Ophelialovescats · 10/04/2018 10:03

I made no change to my name on marriage , so how can it be legally mine ?
Our daughters' name is both ours , with mine first . Two of them use my name only because they can't be bothered with two names .

RepealMay25th · 10/04/2018 10:04

Doesn't make any difference! Not sure how much clearer I can be: once a man gives a women his name, its hers. If they were married for a week or a month or a hundred years. Its her. She can do as she likes.

RepealMay25th · 10/04/2018 10:04

I made no change to my name on marriage , so how can it be legally mine
I said IF YOU CHOOSE.

italiancortado · 10/04/2018 10:07

Im surprised anyone cares what other people call themselves. U less you feel threatened by her, because that's the only way I can possibly, just aout, almost seenthat this may be an issue to you.

The idea that the name belongs you your DH is making me giggle a bit. Wasn't she so lucky to be allowed the privilege of using it for a few years. How dare she revert to her previous identity, silly little woman!!!

Magda72 · 10/04/2018 10:35

@RepealMay25th - genuinely confused by this.
So, I get married & change my name legally, as in I take my marriage cert & change my name on all legal documents.
I then get divorced but hold on to my married name, legally, as is my right.
I then remarry.
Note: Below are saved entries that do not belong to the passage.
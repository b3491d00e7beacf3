use crate::core::chain::{Chain, ErrorHandler, Stream};
use crate::core::stages::{tee, Expand, SharedHandler, Slice};
use crate::domain::ports::Nested;
use crate::utils::error::{BoxError, ChainError, Result};
use std::cell::RefCell;
use std::iter;
use std::ops::{Bound, RangeBounds};
use std::rc::Rc;

impl<'a, S: 'a, T: 'a> Chain<'a, S, T> {
    pub fn map<U, F>(self, mut f: F) -> Chain<'a, S, U>
    where
        U: 'a,
        F: FnMut(T) -> U + 'a,
    {
        self.stage("map", move |stream| stream.map(move |item| item.map(&mut f)))
    }

    /// Like `map`, but `f` may fail; failures are upstream errors.
    pub fn try_map<U, E, F>(self, mut f: F) -> Chain<'a, S, U>
    where
        U: 'a,
        E: Into<BoxError>,
        F: FnMut(T) -> std::result::Result<U, E> + 'a,
    {
        self.stage("try_map", move |stream| {
            stream.map(move |item| item.and_then(|value| f(value).map_err(ChainError::upstream)))
        })
    }

    /// Keeps elements for which `f` holds.
    pub fn filter<F>(self, mut f: F) -> Self
    where
        F: FnMut(&T) -> bool + 'a,
    {
        self.stage("filter", move |stream| {
            stream.filter(move |item| match item {
                Ok(value) => f(value),
                Err(_) => true,
            })
        })
    }

    pub fn try_filter<E, F>(self, mut f: F) -> Self
    where
        E: Into<BoxError>,
        F: FnMut(&T) -> std::result::Result<bool, E> + 'a,
    {
        self.stage("try_filter", move |stream| {
            stream.filter_map(move |item| match item {
                Ok(value) => match f(&value) {
                    Ok(true) => Some(Ok(value)),
                    Ok(false) => None,
                    Err(err) => Some(Err(ChainError::upstream(err))),
                },
                Err(err) => Some(Err(err)),
            })
        })
    }

    /// Drops elements for which `f` holds; the complement of `filter`.
    pub fn omit<F>(self, mut f: F) -> Self
    where
        F: FnMut(&T) -> bool + 'a,
    {
        self.stage("omit", move |stream| {
            stream.filter(move |item| match item {
                Ok(value) => !f(value),
                Err(_) => true,
            })
        })
    }

    /// Runs `f` on each element for its side effect and passes the element on.
    ///
    /// `f` may mutate the element in place.
    pub fn inspect<F>(self, mut f: F) -> Self
    where
        F: FnMut(&mut T) + 'a,
    {
        self.stage("inspect", move |stream| {
            stream.map(move |item| {
                item.map(|mut value| {
                    f(&mut value);
                    value
                })
            })
        })
    }

    pub fn try_inspect<E, F>(self, mut f: F) -> Self
    where
        E: Into<BoxError>,
        F: FnMut(&mut T) -> std::result::Result<(), E> + 'a,
    {
        self.stage("try_inspect", move |stream| {
            stream.map(move |item| {
                item.and_then(|mut value| match f(&mut value) {
                    Ok(()) => Ok(value),
                    Err(err) => Err(ChainError::upstream(err)),
                })
            })
        })
    }

    /// Replaces each element with the sequence `f` produces for it.
    pub fn mapcat<U, I, F>(self, mut f: F) -> Chain<'a, S, U>
    where
        U: 'a,
        I: IntoIterator<Item = U>,
        I::IntoIter: 'a,
        F: FnMut(T) -> I + 'a,
    {
        self.stage("mapcat", move |stream| {
            Expand::new(stream, move |value: T| -> Stream<'a, U> {
                Box::new(f(value).into_iter().map(Ok))
            })
        })
    }

    /// `mapcat` over a sequence that can fail part way through.
    ///
    /// Children already produced for an element are kept; the rest of that
    /// element's sequence is abandoned at the first failure.
    pub fn try_mapcat<U, E, I, F>(self, mut f: F) -> Chain<'a, S, U>
    where
        U: 'a,
        E: Into<BoxError>,
        I: IntoIterator<Item = std::result::Result<U, E>>,
        I::IntoIter: 'a,
        F: FnMut(T) -> I + 'a,
    {
        self.stage("try_mapcat", move |stream| {
            Expand::new(stream, move |value: T| -> Stream<'a, U> {
                Box::new(
                    f(value)
                        .into_iter()
                        .map(|child| child.map_err(ChainError::upstream)),
                )
            })
        })
    }

    pub fn slice<R: RangeBounds<usize>>(self, range: R) -> Self {
        self.slice_step(range, 1)
    }

    /// Lazily keeps every `step`-th element of `range`.
    ///
    /// # Panics
    ///
    /// Panics if `step` is zero.
    pub fn slice_step<R: RangeBounds<usize>>(self, range: R, step: usize) -> Self {
        let start = match range.start_bound() {
            Bound::Included(&n) => n,
            Bound::Excluded(&n) => n.saturating_add(1),
            Bound::Unbounded => 0,
        };
        let stop = match range.end_bound() {
            Bound::Included(&n) => Some(n.saturating_add(1)),
            Bound::Excluded(&n) => Some(n),
            Bound::Unbounded => None,
        };
        self.stage("slice", move |stream| Slice::new(stream, start, stop, step))
    }

    /// Forks the remaining elements into two independent chains.
    ///
    /// Elements one side pulls ahead of the other are buffered until the
    /// slower side reaches them. A handler installed before the fork skips a
    /// failure once, for both chains. It also stays on the first chain, along
    /// with the stage counters; the second chain starts without either.
    pub fn copy(self) -> (Self, Chain<'a, S, T>)
    where
        S: Clone,
        T: Clone,
    {
        let shared: Option<SharedHandler<'a, S>> = self.on_error.map(|handler| Rc::new(RefCell::new(handler)));
        let (first, second) = tee(self.stream, self.cursor, shared.clone());
        let (first_cursor, second_cursor) = (first.cursor(), second.cursor());
        let on_error = shared.map(|handler| -> ErrorHandler<'a, S> {
            Box::new(move |err: &ChainError, origin: Option<&S>| {
                let mut guard = handler.borrow_mut();
                let handler: &mut ErrorHandler<'a, S> = &mut guard;
                handler(err, origin)
            })
        });
        (
            Chain {
                stream: Box::new(first),
                cursor: first_cursor,
                on_error,
                probe: self.probe,
            },
            Chain {
                stream: Box::new(second),
                cursor: second_cursor,
                on_error: None,
                probe: None,
            },
        )
    }
}

impl<'a, S: 'a, T: Nested + 'a> Chain<'a, S, T> {
    /// Emits the children of every container element, in order.
    ///
    /// A leaf element fails with [`ChainError::NonIterableElement`] when
    /// `strict`, and passes through unchanged otherwise.
    pub fn flatten(self, strict: bool) -> Self {
        self.stage("flatten", move |stream| {
            Expand::new(stream, move |value: T| -> Stream<'a, T> {
                match value.into_children() {
                    Ok(children) => Box::new(children.into_iter().map(Ok)),
                    Err(leaf) if strict => Box::new(iter::once(Err(ChainError::NonIterableElement {
                        found: leaf.describe(),
                    }))),
                    Err(leaf) => Box::new(iter::once(Ok(leaf))),
                }
            })
        })
    }
}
As I understand it I now have one of two options.
I either take my new marriage cert & change my name to my current dh's name on all my legal documents so that I am now, legally, Mrs. Current Husband, OR, I stay Mrs. Exh legally, & just refer to myself Mrs. Current Husband.
So, if I divorce my current husband & I legally never changed my name I can then revert back to using Mrs. Exh if I so choose, as legally I've always been Mrs. Exh.
However, if I divorce my current husband & I had changed my name legally to Mrs. Current Husband then even though I'm divorced I'm still legally Mrs. Current Husband & if I call myself Mrs. Exh then I'm doing so 'illegally'.
If have legally rescinded my exh's name in order to take my current husband's name but then divorce my current husband, how can I then go back and legally reclaim the name of a man to whom I'm no longer married? This is a genuine question.
It just seems to be there's a huge difference between what your legal name is and what you choose to call yourself if you see what I mean.

RepealMay25th · 10/04/2018 10:42

No, because you don't have to legally do any of those things. Just as you don't legally rescind your birth surname when you get married (you are legally either or both as you choose) so you don't legally rescind your current (and exhusbands name) to change it to a new husbands.

Magda72 · 10/04/2018 10:50

Actually I think you do. At least in Ireland. When I thought about taking my exh's name when we married I was told I needed to produce my marriage cert as evidence that I COULD change my name otherwise it was illegal. I was told this by banks, revenue, passport office etc.
When divorcing my solicitor told me I'd need to produce my divorce cert in order to change my name back to my maiden name if I had legally taken exh's name but I hadn't.

RepealMay25th · 10/04/2018 10:55

Well of course you have to produce a marriage cert to show that you are legally entitled to be known by the name! Thats just called ID.

That's not to make any legal change, its just proof. Otherwise you could walk into any bank and ask them to put a new name on your account and clearly that isn't possible.
You seem to have confused proving your identity with legal changes.

Magda72 · 10/04/2018 11:02

Eh no, legal identity is very important!
A person's first legal identity is the name on your birth cert! I can call myself Lucy but I'm still Madga whether I like it or not - until such time as I legally change it!

EasterRobin · 10/04/2018 11:05

It's probably more annoying for her than for you. I bet she wished she'd kept her maiden name and used that for all her kids.

But she didn't and now she's trying to make the best of it. Giving all her kids the same surname shows they are siblings and all part of the same family. This is important for them.

Your husband did promise to be with her until he died. So I guess they both made mistakes on that one. Leave her be, and wish her luck in doing her best to unite a blended family.